Tesla did not respond to a request for comment right away.
Rather than requesting information from Tesla, the Dutch lab said it "reverse engineered" data logs found in Tesla vehicles "in order to objectively investigate them."
Tesla encrypts its coded driving data, according to the NFI, to preserve driver privacy and keep its technology secure from other manufacturers. In the event of an accident, car owners can request their data, including camera footage.
Tesla Inc announced earlier this year that it has set up a location in China to store car data locally, as automakers faced increased scrutiny over how they handle data collected by vehicle cameras and sensors.
The NFI now knows more about what kind of data Tesla is storing and for how long, allowing for more detailed data requests, according to Hoogendijk.

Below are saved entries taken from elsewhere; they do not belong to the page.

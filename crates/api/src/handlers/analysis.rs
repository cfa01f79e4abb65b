//! Handlers for the `/analysis` resource.
//!
//! The trigger endpoint never fails: every pre-check result, including a
//! store outage, is reported as a [`DispatchOutcome`] with a 2xx status.

use axum::extract::{Path, State};
use axum::http::StatusCode;
use axum::response::IntoResponse;
use axum::Json;
use rivalwatch_core::analysis::AnalysisResult;
use rivalwatch_core::error::CoreError;
use rivalwatch_core::recovery::RecoveryTarget;
use rivalwatch_core::settings::{validate_model, AnalysisSettings, ProviderKind};
use rivalwatch_core::types::{DbId, Timestamp};
use rivalwatch_db::models::content_item::{ContentItem, JobState};
use rivalwatch_pipeline::recovery;
use rivalwatch_pipeline::DispatchOutcome;
use serde::{Deserialize, Serialize};
use validator::Validate;

use crate::error::AppResult;
use crate::response::DataResponse;
use crate::state::AppState;

// ---------------------------------------------------------------------------
// DTOs
// ---------------------------------------------------------------------------

/// Read-back view of one content item's analysis state.
#[derive(Debug, Serialize)]
pub struct JobView {
    pub id: DbId,
    pub state: JobState,
    pub result: Option<AnalysisResult>,
    pub error: Option<String>,
    pub claimed_at: Option<Timestamp>,
    pub analyzed_at: Option<Timestamp>,
    pub created_at: Timestamp,
}

impl From<ContentItem> for JobView {
    fn from(item: ContentItem) -> Self {
        Self {
            id: item.id,
            state: item.state(),
            result: item.result(),
            error: item.error_message.clone(),
            claimed_at: item.claimed_at,
            analyzed_at: item.analyzed_at,
            created_at: item.created_at,
        }
    }
}

#[derive(Debug, Deserialize)]
pub struct RecoverRequest {
    pub status: String,
}

#[derive(Debug, Serialize)]
pub struct RecoverResponse {
    pub status: RecoveryTarget,
    pub affected: u64,
}

#[derive(Debug, Deserialize, Validate)]
pub struct SensitivityRequest {
    #[validate(length(min = 1, message = "text must not be empty"))]
    pub text: String,
    #[serde(default)]
    pub images: Vec<String>,
}

/// Partial settings update. Omitted fields keep their current value.
#[derive(Debug, Deserialize, Validate)]
pub struct UpdateSettings {
    pub enabled: Option<bool>,
    #[validate(length(min = 1, message = "provider must not be empty"))]
    pub provider: Option<String>,
    #[validate(length(min = 1, message = "model must not be empty"))]
    pub model: Option<String>,
}

// ---------------------------------------------------------------------------
// Dispatch
// ---------------------------------------------------------------------------

/// POST /api/v1/analysis/dispatch
///
/// Run one dispatch cycle. Returns 202 when a batch loop was started and
/// 200 for every other outcome.
pub async fn dispatch(State(state): State<AppState>) -> impl IntoResponse {
    let outcome = state.dispatcher.dispatch().await;
    let status = match outcome {
        DispatchOutcome::Accepted { .. } => StatusCode::ACCEPTED,
        _ => StatusCode::OK,
    };
    (status, Json(DataResponse { data: outcome }))
}

// ---------------------------------------------------------------------------
// Jobs
// ---------------------------------------------------------------------------

/// GET /api/v1/analysis/jobs/{id}
pub async fn get_job(
    State(state): State<AppState>,
    Path(id): Path<DbId>,
) -> AppResult<impl IntoResponse> {
    let item = state
        .store
        .find_by_id(id)
        .await?
        .ok_or(CoreError::NotFound {
            entity: "content_item",
            id,
        })?;
    Ok(Json(DataResponse {
        data: JobView::from(item),
    }))
}

/// POST /api/v1/analysis/jobs/{id}/run
///
/// Claim one item and run it to completion before responding. A failed
/// analysis is still a 200; the body carries the recorded error.
pub async fn run_job(
    State(state): State<AppState>,
    Path(id): Path<DbId>,
) -> AppResult<impl IntoResponse> {
    let outcome = state.worker.run_by_id(id).await?;
    Ok(Json(DataResponse { data: outcome }))
}

// ---------------------------------------------------------------------------
// Recovery and stats
// ---------------------------------------------------------------------------

/// POST /api/v1/analysis/recover
///
/// Requeue every job in `in_progress` or `failed`. Any other status is a
/// 400.
pub async fn recover(
    State(state): State<AppState>,
    Json(input): Json<RecoverRequest>,
) -> AppResult<impl IntoResponse> {
    let target: RecoveryTarget = input.status.parse()?;
    let affected = recovery::recover(state.store.as_ref(), target).await?;
    Ok(Json(DataResponse {
        data: RecoverResponse {
            status: target,
            affected,
        },
    }))
}

/// GET /api/v1/analysis/stats
pub async fn stats(State(state): State<AppState>) -> AppResult<impl IntoResponse> {
    let stats = state.store.stats().await?;
    Ok(Json(DataResponse { data: stats }))
}

// ---------------------------------------------------------------------------
// Sensitivity
// ---------------------------------------------------------------------------

/// POST /api/v1/analysis/sensitivity
///
/// Returns `{safe, description}`. A backend failure is a 502; an answer
/// that cannot be parsed is reported as unsafe.
pub async fn check_sensitivity(
    State(state): State<AppState>,
    Json(input): Json<SensitivityRequest>,
) -> AppResult<impl IntoResponse> {
    input.validate()?;
    let verdict = state.sensitivity.check(&input.text, &input.images).await?;
    Ok(Json(DataResponse { data: verdict }))
}

// ---------------------------------------------------------------------------
// Settings
// ---------------------------------------------------------------------------

/// GET /api/v1/analysis/settings
pub async fn get_settings(State(state): State<AppState>) -> AppResult<impl IntoResponse> {
    let settings = state.settings.load().await?;
    Ok(Json(DataResponse { data: settings }))
}

/// PUT /api/v1/analysis/settings
///
/// Provider must be a known tag and model must be on the allow-list.
pub async fn update_settings(
    State(state): State<AppState>,
    Json(input): Json<UpdateSettings>,
) -> AppResult<impl IntoResponse> {
    input.validate()?;
    let current = state.settings.load().await?;

    let provider = match input.provider.as_deref() {
        Some(tag) => tag.parse::<ProviderKind>()?,
        None => current.provider,
    };
    let model = match input.model {
        Some(model) => {
            validate_model(&model)?;
            model
        }
        None => current.model,
    };

    let updated = AnalysisSettings {
        enabled: input.enabled.unwrap_or(current.enabled),
        provider,
        model,
    };
    let saved = state.settings.save(&updated).await?;

    tracing::info!(
        enabled = saved.enabled,
        provider = %saved.provider,
        model = %saved.model,
        "Analysis settings updated",
    );

    Ok(Json(DataResponse { data: saved }))
}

Tesla provides data when asked by a court in the Netherlands, but by decrypting the code, the NFI now knows more about what kind of data the carmaker is storing and for how long.
"You cannot claim what you do not know, so it's helpful that we now know what else is being stored," he said.
Investigators simply do not know how much and what kind of data manufacturers save, or for how long, according to Hoogendijk, and this also applies to other carmakers.
The data, which is periodically transferred from automobiles and used by Tesla for product upgrades or to rectify issues, is accessible remotely, according to the lab.
The NFI said it obtained data from Tesla models S, Y, X, and the mass-market Model 3 and shared the findings at a European Association for Accident Research conference so that other accident analysts might benefit from it.
In August, After a series of crashes involving Tesla models and emergency vehicles, the National Highway Traffic Safety Administration (US) began a formal safety investigation of Tesla's Autopilot technology in 765,000 U.S. vehicles.
To date, the National Highway Traffic Safety Administration has identified 12 crashes between Tesla vehicles with sophisticated driver-assistance systems and emergency vehicles. The majority of the collisions, according to the NHTSA, occurred after dark.